Local Module Imports in Databricks - pathfinder-analytics-uk/dab_project GitHub Wiki

Project Code

citibike_etl/notebooks/02_silver/02_silver_citibike.ipynb

import os
import sys

current_dir = os.getcwd()
project_root = os.path.abspath(os.path.join(current_dir, "..", "..", ".."))
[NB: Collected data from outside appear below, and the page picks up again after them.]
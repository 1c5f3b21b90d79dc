/*++

Licensed under the Apache-2.0 license.

File Name:

   index.rs

Abstract:

    Signed-region index built from the trailer tags.

--*/

use crate::io::IoPair;
use crate::parser::ImageLayout;
use boot0_error::{BootError, BootResult};
use boot0_image_types::{SigIndex, SigIndexEntry};

/// Record every signed tag of the trailer.
///
/// # Arguments
///
/// * `layout` - Validated image
///
/// # Returns
///
/// * `SigIndex` - Up to four signed regions in trailer order
/// * `BootError` - A fifth signed tag, or a malformed trailer
pub fn build_sig_index(layout: &ImageLayout) -> BootResult<SigIndex> {
    let mut index = SigIndex::new(layout.trailer_offset());

    for tag in layout.tags() {
        let tag = tag?;
        if !tag.kind().is_signed() {
            continue;
        }

        let entry = SigIndexEntry {
            tag_id: tag.kind().id(),
            offset: tag.offset,
            size: tag.size(),
        };
        if !index.push(entry) {
            log::warn!("signed tag at 0x{:x} exceeds the index", tag.offset);
            return Err(BootError::CAPACITY_ERR_SIG_INDEX_FULL);
        }
    }

    Ok(index)
}

/// Gather list of the signed message: the bytes before the trailer followed
/// by every indexed region.
pub fn signed_message<'a>(layout: &ImageLayout<'a>, index: &SigIndex) -> BootResult<IoPair<'a>> {
    let mut io = IoPair::new(layout.signed_prefix());
    for entry in index.entries() {
        io.push(layout.region(entry.offset, entry.size)?)?;
    }
    Ok(io)
}

#[cfg(test)]
mod tests {
    use super::*;
    use boot0_image_gen::{ImageGenerator, ImageGeneratorConfig, StaticSigner};
    use boot0_image_types::*;

    fn image(layout_tags: usize) -> Vec<u8> {
        let config = ImageGeneratorConfig {
            layout_tags,
            ..ImageGeneratorConfig::with_payload(vec![0xa5; 0x20])
        };
        ImageGenerator::new(StaticSigner::default())
            .generate(&config)
            .unwrap()
            .bytes
    }

    #[test]
    fn test_index_records_signed_tags() {
        let bytes = image(1);
        let layout = ImageLayout::parse(&bytes, &LayoutCarrier::default()).unwrap();
        let index = build_sig_index(&layout).unwrap();

        assert_eq!(index.trailer_offset, layout.trailer_offset());
        assert_eq!(index.len(), 2);
        assert_eq!(index.entries()[0].tag_id, TAG_ID_LAYOUT);
        assert_eq!(index.entries()[0].offset, layout.trailer_offset());
        assert_eq!(index.entries()[0].size, LAYOUT_TAG_BYTE_SIZE as u32);
        assert_eq!(index.entries()[1].tag_id, TAG_ID_KEY);
        assert_eq!(
            index.entries()[1].offset,
            layout.trailer_offset() + LAYOUT_TAG_BYTE_SIZE as u32
        );
    }

    #[test]
    fn test_index_at_capacity() {
        let bytes = image(3);
        let layout = ImageLayout::parse(&bytes, &LayoutCarrier::default()).unwrap();
        let index = build_sig_index(&layout).unwrap();
        assert_eq!(index.len(), SIG_INDEX_CAPACITY);
    }

    #[test]
    fn test_index_overflow() {
        let bytes = image(4);
        let layout = ImageLayout::parse(&bytes, &LayoutCarrier::default()).unwrap();
        assert_eq!(
            build_sig_index(&layout),
            Err(BootError::CAPACITY_ERR_SIG_INDEX_FULL)
        );
    }

    #[test]
    fn test_signed_message_is_contiguous_prefix() {
        let bytes = image(2);
        let layout = ImageLayout::parse(&bytes, &LayoutCarrier::default()).unwrap();
        let index = build_sig_index(&layout).unwrap();
        let io = signed_message(&layout, &index).unwrap();

        // Signature tag is last, so the signed message is everything before it
        let sig_offset = layout
            .tags()
            .map(|t| t.unwrap())
            .find(|t| t.kind() == TagKind::Signature)
            .unwrap()
            .offset as usize;
        assert_eq!(io.segments().len(), 1 + index.len());
        assert_eq!(io.bytes().collect::<Vec<_>>(), bytes[..sig_offset].to_vec());
    }
}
sys.path.append(project_root)

from src.citibike.citibike_utils import get_trip_duration_mins
from src.utils.datetime_utils import timestamp_to_date_col
from pyspark.sql.functions import create_map, lit
df = spark.read.table("citibike_dev.01_bronze.jc_citibike")
df = get_trip_duration_mins(spark, df, "started_at", "ended_at", "trip_duration_mins")
df = timestamp_to_date_col(spark, df, "started_at", "trip_start_date")
df = df.withColumn("metadata", 
              create_map(
                  lit("pipeline_id"), lit("placeholder"),
                  lit("run_id"), lit("placeholder"),
                  lit("task_id"), lit("placeholder"),
                  lit("processed_timestamp"), lit("placeholder")
                  ))
df = df.select(
    "ride_id",
    "trip_start_date",
    "started_at",
    "ended_at",
    "start_station_name",
    "end_station_name",
    "trip_duration_mins",
    "metadata"
    )
df.write.\
    mode("overwrite").\
    option("overwriteSchema", "true").\
    saveAsTable("citibike_dev.02_silver.jc_citibike")